In the QUIC working group, a more moderate resolution was reached. In order to ensure protocol freedom, QUIC encrypts as much of its data as possible. Therefore, things which maintenance folks have long relied on being able to just overhear are instead encrypted. We're actively working on ways to encrypt more. Because this leaked information ("implicit signals") is no longer visible to the network, the same angst is surfacing: "I rely on this information and you're taking it away!"

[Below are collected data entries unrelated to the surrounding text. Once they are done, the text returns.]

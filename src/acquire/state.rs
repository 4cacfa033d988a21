// src/acquire/state.rs
use std::collections::VecDeque;

use chrono::{DateTime, Utc};

use crate::acquire::cursor::ScanCursor;
use crate::acquire::governor::{Governor, GovernorStatus, QuotaPolicy};
use crate::acquire::overlay::PriorityOverlay;
use crate::checkpoint::{Checkpoint, CheckpointSnapshot};
use crate::config::SchedulerConfig;
use crate::store::{EventStore, HintMap};
use crate::upstream::ItemId;

/// All mutable scheduler state. Owned by the acquisition loop; everyone else gets copies.
#[derive(Debug, Clone)]
pub struct SchedulerState {
    pub governor: Governor,
    pub cursor: ScanCursor,
    pub overlay: PriorityOverlay,
    /// Caller-triggered ids, served one per tick ahead of the overlay.
    pub direct: VecDeque<ItemId>,
    pub store: EventStore,
    pub hints: HintMap,
    /// Bumped on every change to checkpointed state.
    pub revision: u64,
}

impl SchedulerState {
    pub fn fresh(cfg: &SchedulerConfig, now: DateTime<Utc>) -> Self {
        Self::from_checkpoint(Checkpoint::default(), cfg, now)
    }

    pub fn from_checkpoint(cp: Checkpoint, cfg: &SchedulerConfig, now: DateTime<Utc>) -> Self {
        let policy = QuotaPolicy::new(
            cfg.daily_quota,
            cfg.quota_safety_margin,
            cfg.default_pause_secs,
        );
        let governor = match cp.quota {
            Some(saved) => Governor::restore(policy, saved, now),
            None => Governor::fresh(policy, now),
        };
        Self {
            governor,
            cursor: ScanCursor::restore(cp.cursor, cp.errors),
            overlay: PriorityOverlay::new(),
            direct: VecDeque::new(),
            store: EventStore::from_saved(cfg.events_cap, cp.events),
            hints: cp.hints,
            revision: 0,
        }
    }

    pub fn touch(&mut self) {
        self.revision = self.revision.wrapping_add(1);
    }

    pub fn checkpoint(&self) -> Checkpoint {
        Checkpoint {
            events: self.store.as_map().clone(),
            errors: self.cursor.errored().clone(),
            cursor: self.cursor.state(),
            hints: self.hints.clone(),
            quota: Some(self.governor.snapshot()),
        }
    }

    pub fn snapshot(&self, now: DateTime<Utc>) -> CheckpointSnapshot {
        CheckpointSnapshot {
            revision: self.revision,
            exhausted: self.governor.status(now) == GovernorStatus::Exhausted,
            checkpoint: self.checkpoint(),
        }
    }
}

#[cfg(test)]
mod tests {
    use super::*;
    use crate::acquire::cursor::CursorState;
    use crate::acquire::governor::QuotaState;
    use crate::upstream::{CatalogItem, Event};
    use chrono::TimeZone;
    use std::collections::{BTreeSet, HashMap};

    #[test]
    fn checkpoint_roundtrips_through_state() {
        let now = Utc.with_ymd_and_hms(2025, 5, 1, 8, 0, 0).unwrap();
        let cfg = SchedulerConfig::default();
        let mut hints = HintMap::default();
        hints.mark(&[2], 500);
        let cp = Checkpoint {
            events: HashMap::from([(
                1,
                vec![Event {
                    timestamp: 400,
                    body: "b".into(),
                }],
            )]),
            errors: BTreeSet::from([3]),
            cursor: CursorState {
                index: 1,
                item_id: Some(2),
                catalog: (1..=3)
                    .map(|id| CatalogItem {
                        id,
                        name: format!("n{id}"),
                    })
                    .collect(),
            },
            hints,
            quota: Some(QuotaState {
                remaining: 1_000,
                epoch_start: now,
                paused_until: None,
            }),
        };

        let state = SchedulerState::from_checkpoint(cp.clone(), &cfg, now);
        assert_eq!(state.governor.remaining(), 800);
        assert_eq!(state.cursor.current().map(|it| it.id), Some(2));

        let back = state.checkpoint();
        assert_eq!(back.events, cp.events);
        assert_eq!(back.errors, cp.errors);
        assert_eq!(back.cursor, cp.cursor);
        assert_eq!(back.hints, cp.hints);
        assert!(!state.snapshot(now).exhausted);
    }
}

There was a proposal to add explicit signals, something visible in the protocol header which can be used to intentionally leak very specific pieces of information that operations folks need to be able to measure. In the tension between "need this data" and "don't want to commit to providing this data," the balance was this:

  • We will reserve at least three bits for "experimentation"
  • We will write down how consenting parties might intentionally leak this data in those three bits, and let people experiment
  • Before we release the final v1, we'll decide whether to fold that into the primary specification, remove the bits, or leave it as a separate "experimental" portion.

No one is entirely happy, and it's likely we'll be having at least one more heated argument (or hum, or coin toss) about this before we're done. But we found a way to reach consensus on a way to move forward that everyone can live with, and I consider that a productive meeting.